Claims about a drug’s effects seemed to be more convincing to regulators if these effects were large and thus clearly visible. Hence, although unexpectedly large effects can lead to uncertainty about the validity of the finding (because they contradict expectations, as we will discuss below), large effects generally reduce the importance of uncertainties for the benefit–risk assessment.

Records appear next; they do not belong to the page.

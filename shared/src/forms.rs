//! 表单模型与本地校验
//!
//! 每个表单是一个普通结构体，`validate()` 返回第一个未通过的检查。
//! 界面层负责把输入框绑定到字段上。

use crate::MIN_PASSWORD_LEN;
use crate::models::{ManagedUserPatch, NewManagedUser, Role, UserStatus};
use crate::protocol::{LoginRequest, SignupRequestBody};

#[derive(Debug, Clone, Copy, PartialEq, Eq)]
pub enum Field {
    Name,
    Email,
    Password,
    ConfirmPassword,
    Terms,
}

#[derive(Debug, Clone, PartialEq, Eq)]
pub struct FormIssue {
    pub field: Field,
    pub message: &'static str,
}

#[derive(Debug, Clone, PartialEq, Eq)]
pub enum Validation {
    Valid,
    Invalid(FormIssue),
}

impl Validation {
    fn fail(field: Field, message: &'static str) -> Self {
        Validation::Invalid(FormIssue { field, message })
    }

    pub fn is_valid(&self) -> bool {
        matches!(self, Validation::Valid)
    }

    pub fn message(&self) -> Option<&'static str> {
        match self {
            Validation::Valid => None,
            Validation::Invalid(issue) => Some(issue.message),
        }
    }
}

pub const MSG_NAME_REQUIRED: &str = "Name is required";
pub const MSG_EMAIL_REQUIRED: &str = "Email is required";
pub const MSG_PASSWORD_REQUIRED: &str = "Password is required";
pub const MSG_PASSWORD_MISMATCH: &str = "Passwords do not match";
pub const MSG_ACCEPT_TERMS: &str = "Please accept the terms and conditions";
pub const MSG_PASSWORD_TOO_SHORT: &str = "Password must be at least 6 characters";

/// 依次执行检查，返回第一个失败项
macro_rules! first_issue {
    ($(($cond:expr, $field:expr, $msg:expr)),+ $(,)?) => {{
        $(
            if $cond {
                return Validation::fail($field, $msg);
            }
        )+
        Validation::Valid
    }};
}

fn blank(s: &str) -> bool {
    s.trim().is_empty()
}

// =========================================================
// 认证表单
// =========================================================

#[derive(Debug, Clone, Default, PartialEq, Eq)]
pub struct LoginForm {
    pub email: String,
    pub password: String,
}

impl LoginForm {
    pub fn validate(&self) -> Validation {
        first_issue!(
            (blank(&self.email), Field::Email, MSG_EMAIL_REQUIRED),
            (self.password.is_empty(), Field::Password, MSG_PASSWORD_REQUIRED),
        )
    }

    pub fn to_request(&self) -> LoginRequest {
        LoginRequest {
            email: self.email.trim().to_string(),
            password: self.password.clone(),
        }
    }
}

#[derive(Debug, Clone, Default, PartialEq, Eq)]
pub struct SignupForm {
    pub name: String,
    pub email: String,
    pub password: String,
    pub confirm_password: String,
    pub accept_terms: bool,
}

impl SignupForm {
    pub fn validate(&self) -> Validation {
        first_issue!(
            (blank(&self.name), Field::Name, MSG_NAME_REQUIRED),
            (blank(&self.email), Field::Email, MSG_EMAIL_REQUIRED),
            (self.password.is_empty(), Field::Password, MSG_PASSWORD_REQUIRED),
            (
                self.password != self.confirm_password,
                Field::ConfirmPassword,
                MSG_PASSWORD_MISMATCH
            ),
            (!self.accept_terms, Field::Terms, MSG_ACCEPT_TERMS),
        )
    }

    pub fn to_request(&self) -> SignupRequestBody {
        SignupRequestBody {
            name: self.name.trim().to_string(),
            email: self.email.trim().to_string(),
            password: self.password.clone(),
        }
    }
}

/// Google 账号的设置/验证密码表单
#[derive(Debug, Clone, Default, PartialEq, Eq)]
pub struct GooglePasswordForm {
    pub password: String,
    pub confirm_password: String,
}

impl GooglePasswordForm {
    pub fn validate(&self) -> Validation {
        first_issue!(
            (
                self.password != self.confirm_password,
                Field::ConfirmPassword,
                MSG_PASSWORD_MISMATCH
            ),
            (
                self.password.chars().count() < MIN_PASSWORD_LEN,
                Field::Password,
                MSG_PASSWORD_TOO_SHORT
            ),
        )
    }
}

// =========================================================
// 用户管理表单
// =========================================================

#[derive(Debug, Clone, Default, PartialEq, Eq)]
pub struct AddUserForm {
    pub name: String,
    pub email: String,
    pub password: String,
    pub role: Role,
}

impl AddUserForm {
    pub fn validate(&self) -> Validation {
        first_issue!(
            (blank(&self.name), Field::Name, MSG_NAME_REQUIRED),
            (blank(&self.email), Field::Email, MSG_EMAIL_REQUIRED),
            (self.password.is_empty(), Field::Password, MSG_PASSWORD_REQUIRED),
        )
    }

    pub fn to_new_user(&self) -> NewManagedUser {
        NewManagedUser {
            name: self.name.trim().to_string(),
            email: self.email.trim().to_string(),
            password: self.password.clone(),
            role: self.role,
            status: UserStatus::Active,
            company: None,
        }
    }
}

#[derive(Debug, Clone, Default, PartialEq, Eq)]
pub struct EditUserForm {
    pub name: String,
    pub email: String,
    /// 留空表示保持原密码
    pub password: String,
    pub role: Role,
    pub status: UserStatus,
}

impl EditUserForm {
    pub fn from_user(user: &crate::models::ManagedUser) -> Self {
        Self {
            name: user.name.clone(),
            email: user.email.clone(),
            password: String::new(),
            role: user.role,
            status: user.status,
        }
    }

    pub fn validate(&self) -> Validation {
        first_issue!(
            (blank(&self.name), Field::Name, MSG_NAME_REQUIRED),
            (blank(&self.email), Field::Email, MSG_EMAIL_REQUIRED),
        )
    }

    pub fn to_patch(&self) -> ManagedUserPatch {
        ManagedUserPatch {
            name: Some(self.name.trim().to_string()),
            email: Some(self.email.trim().to_string()),
            password: (!self.password.is_empty()).then(|| self.password.clone()),
            role: Some(self.role),
            status: Some(self.status),
        }
    }
}

#[cfg(test)]
mod tests {
    use super::*;

    fn signup() -> SignupForm {
        SignupForm {
            name: "Jane".into(),
            email: "jane@test.com".into(),
            password: "secret1".into(),
            confirm_password: "secret1".into(),
            accept_terms: true,
        }
    }

    #[test]
    fn signup_checks_match_before_terms() {
        let form = SignupForm {
            confirm_password: "other".into(),
            accept_terms: false,
            ..signup()
        };
        assert_eq!(form.validate().message(), Some(MSG_PASSWORD_MISMATCH));

        let form = SignupForm {
            accept_terms: false,
            ..signup()
        };
        assert_eq!(form.validate().message(), Some(MSG_ACCEPT_TERMS));
        assert!(signup().validate().is_valid());
    }

    #[test]
    fn google_password_rules() {
        let short = GooglePasswordForm {
            password: "abc".into(),
            confirm_password: "abc".into(),
        };
        assert_eq!(short.validate().message(), Some(MSG_PASSWORD_TOO_SHORT));

        let mismatch = GooglePasswordForm {
            password: "abc".into(),
            confirm_password: "abd".into(),
        };
        assert_eq!(mismatch.validate().message(), Some(MSG_PASSWORD_MISMATCH));
    }

    #[test]
    fn edit_form_keeps_password_when_blank() {
        let form = EditUserForm {
            name: "John".into(),
            email: "john@test.com".into(),
            ..EditUserForm::default()
        };
        assert_eq!(form.to_patch().password, None);

        let form = EditUserForm {
            password: "newpass".into(),
            ..form
        };
        assert_eq!(form.to_patch().password.as_deref(), Some("newpass"));
    }

    #[test]
    fn login_requires_both_fields() {
        let form = LoginForm {
            email: "  ".into(),
            password: "x".into(),
        };
        assert_eq!(
            form.validate(),
            Validation::Invalid(FormIssue {
                field: Field::Email,
                message: MSG_EMAIL_REQUIRED
            })
        );
    }
}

A large, or clearly visible, effect increases the scientific credibility of a claim because it is difficult for regulators to completely attribute the effect to other potential causes than the drug. Looking for alternative explanations becomes difficult: “You can look for shades of gray, but you cannot get around that efficacy (…) in that case the assessment is almost black and white” (quote, Sander, D66). In that case, the magnitude of the effects “leaves no room for doubting whether the effect can be attributed to the drug” (quote, Casper, D31). For example, during a study investigating the drug Corzumide, some patients underwent a medical procedure (not described in the protocol) that could have had an effect on the measurements used to determine the efficacy of the drug. Despite this protocol deviation, the regulators reasoned that the large effect could probably not be fully undone by these deviations:

It turned out that with some patients they measured a [surrogate marker used to determine the efficacy of the drug] after [a treatment unrelated to the drug]. Instead, they should have measured it before that treatment. And all of that can influence the outcome. In this case, it only concerned a few patients, and the effect is very clear, so overall (…) it will not matter much (quote, Yvonne, D33).

The assessment of the credibility of the applicant’s claims involves the search for uncertainties that could invalidate these claims. When effects are large, or clearly visible, it becomes more difficult for regulators to identify uncertainties that can provide an alternative explanation for the reported effect. On the other hand, when effects are small or not clearly visible, it is easier to attribute these effects fully to other causes. Therefore, uncertainties could easily shift the assessment from positive to negative or the other way around.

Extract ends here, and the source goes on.